Hey there ...  Does digilabs charge you a monthly for online proofing? I'm using Pictage to try them out. They have an intro offer of 49.00 a month for 2 months than 99.00 a month. I believe that anyone can go to digilabs? Is that true? I would love to hear more about digilabs. Thanks... Dianah


----------



## guitarkid (Apr 30, 2007)

i was very close to going the pictage route but i found them to be a lot of fluff, and this is coming from a few other photographers i know. i'm sure they are great, they're huge, but it's also money i don't have each month. 

i would highly recommend digilabs. they have MANY services and are so helpful. i call them all the time. during printing of some shots, the head of the lab calls me last week to recommend cropping in a different way for a particular shot and wanted to know if i wanted 8X10 or 10X10 and what style border I wanted for effect...wanted to run past some ideas before doing the run. they spent a lot of time with me on the phone answering all the questions i have. there is just so much to their services, i can't say enough great things about them. 

i'm on the $150 a year plan and that gets you unlimited photo uploads and galleries and all their services included...they also take 17% of each sale. may sound steep but it's not much considering what they do and what the prints look like. they do have a monthly plan which i think is around $25 a month and they take no commission on sales.  this would be great for me if i had a lot of clients.  there are a couple different pricing options on their site.  yes, anyone can sign up.
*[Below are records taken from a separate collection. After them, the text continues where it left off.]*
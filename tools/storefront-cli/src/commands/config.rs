//! Configuration management commands.

use std::fs;

use anyhow::{bail, Result};

use super::{ConfigArgs, ConfigCommand};
use crate::config::{generate_default_config, CliConfig};
use crate::context::{find_config_path, Context, CONFIG_NAMES};

/// Run the config command.
pub fn run(args: ConfigArgs, ctx: &Context) -> Result<()> {
    match args.command {
        ConfigCommand::Show => show_config(ctx),
        ConfigCommand::Init { force, output } => init_config(&output, force, ctx),
        ConfigCommand::Validate => validate_config(ctx),
    }
}

fn show_config(ctx: &Context) -> Result<()> {
    if ctx.output.is_json() {
        ctx.output.json(&ctx.config);
        return Ok(());
    }

    ctx.output.header("Current Configuration");
    match find_config_path(&ctx.cwd) {
        Some(path) => ctx.output.debug(&format!("Loaded from {}", path.display())),
        None => ctx.output.debug("No config file found, using defaults"),
    }

    ctx.output.info("[catalog]");
    let seed = ctx
        .effective_seed()
        .map(|s| s.to_string())
        .unwrap_or_else(|| "random".to_string());
    ctx.output.kv("seed", &seed);

    ctx.output.info("[display]");
    ctx.output.kv("page_size", &ctx.config.display.page_size.to_string());
    ctx.output.kv("shelf_size", &ctx.config.display.shelf_size.to_string());
    ctx.output.kv("shelf_window", &ctx.config.display.shelf_window.to_string());

    ctx.output.info("[checkout]");
    ctx.output.kv("shipping_fee", &ctx.config.checkout.shipping_fee.to_string());
    ctx.output.kv("currency", &ctx.config.checkout.currency);

    Ok(())
}

fn init_config(output: &str, force: bool, ctx: &Context) -> Result<()> {
    let config_path = ctx.resolve_path(output);

    if config_path.exists() && !force {
        bail!(
            "Config file already exists: {}. Use --force to overwrite.",
            config_path.display()
        );
    }

    if output.ends_with(".json") {
        CliConfig::default().save(&config_path.to_string_lossy())?;
    } else {
        fs::write(&config_path, generate_default_config())?;
    }
    if !CONFIG_NAMES.iter().any(|name| config_path.ends_with(name)) {
        ctx.output
            .warn("This file name is not discovered automatically; pass it with --config");
    }
    ctx.output.success(&format!("Created: {}", config_path.display()));

    Ok(())
}

fn validate_config(ctx: &Context) -> Result<()> {
    ctx.output.header("Validating configuration");

    let (errors, warnings) = check_config(&ctx.config);

    if errors.is_empty() && warnings.is_empty() {
        ctx.output.success("Configuration is valid");
        return Ok(());
    }

    for error in &errors {
        ctx.output.error(&format!("Error: {}", error));
    }

    for warning in &warnings {
        ctx.output.warn(&format!("Warning: {}", warning));
    }

    if !errors.is_empty() {
        bail!("Configuration has {} error(s)", errors.len());
    }

    ctx.output.success("Configuration is valid (with warnings)");

    Ok(())
}

/// Collect configuration errors and warnings.
fn check_config(config: &CliConfig) -> (Vec<String>, Vec<String>) {
    let mut errors = Vec::new();
    let mut warnings = Vec::new();

    if let Err(e) = config.checkout.currency() {
        errors.push(e.to_string());
    }
    if config.checkout.shipping_fee < 0 {
        errors.push("checkout.shipping_fee must not be negative".to_string());
    }
    if config.display.page_size == 0 {
        errors.push("display.page_size must be at least 1".to_string());
    }
    if config.display.shelf_window == 0 {
        errors.push("display.shelf_window must be at least 1".to_string());
    }
    if config.display.shelf_window > config.display.shelf_size {
        warnings.push(format!(
            "display.shelf_window ({}) exceeds display.shelf_size ({}); shelves will not page",
            config.display.shelf_window, config.display.shelf_size
        ));
    }

    (errors, warnings)
}

#[cfg(test)]
mod tests {
    use super::*;

    #[test]
    fn test_default_config_is_clean() {
        let (errors, warnings) = check_config(&CliConfig::default());
        assert!(errors.is_empty());
        assert!(warnings.is_empty());
    }

    #[test]
    fn test_check_config_reports_problems() {
        let mut config = CliConfig::default();
        config.checkout.currency = "ABC".to_string();
        config.display.page_size = 0;
        config.display.shelf_window = 40;

        let (errors, warnings) = check_config(&config);
        assert_eq!(errors.len(), 2);
        assert_eq!(warnings.len(), 1);
    }
}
a quick rundown: once i have all photos edited, i open their software (which is updated monthly and free for download from their site. they always email saying when something is new.) i import all hi-rez jpg's into their software when i'm done editing them. once they are in the software i hit SEND TO WEB. it walks you through creating the gallery name, date, etc. the software resizes the images to smaller web-based files which still look great and it takes about 5 minutes on broadband. after that i just click on my proofs link from my website....and all the photos are there! 

have a look: 

http://web.sendtoprint.net/proofbook/galleries.asp?CouponID=SAR

i choose my pricing structure and all photos are automatically linked to the pricing. they have MANY printing size options and other features to choose from that clients can order. prints can be direct to actual canvas...looks amazing. they have 3 different print styles: matte, luster and metallic. the metallic finish is just amazing and the photos really pop. you pick and choose what you want to offer clients and set the pricing. after the upload, i copy all hi-rez photos to DVD and mail off to the lab...this is used for when clients order...they will print from these hi-rez files. you can also ftp these hi-rez files to their servers but it's money...maybe $20 a month...not bad, but not necessary. mailing a DVD is only a dollar and there is no charge for them to take it in.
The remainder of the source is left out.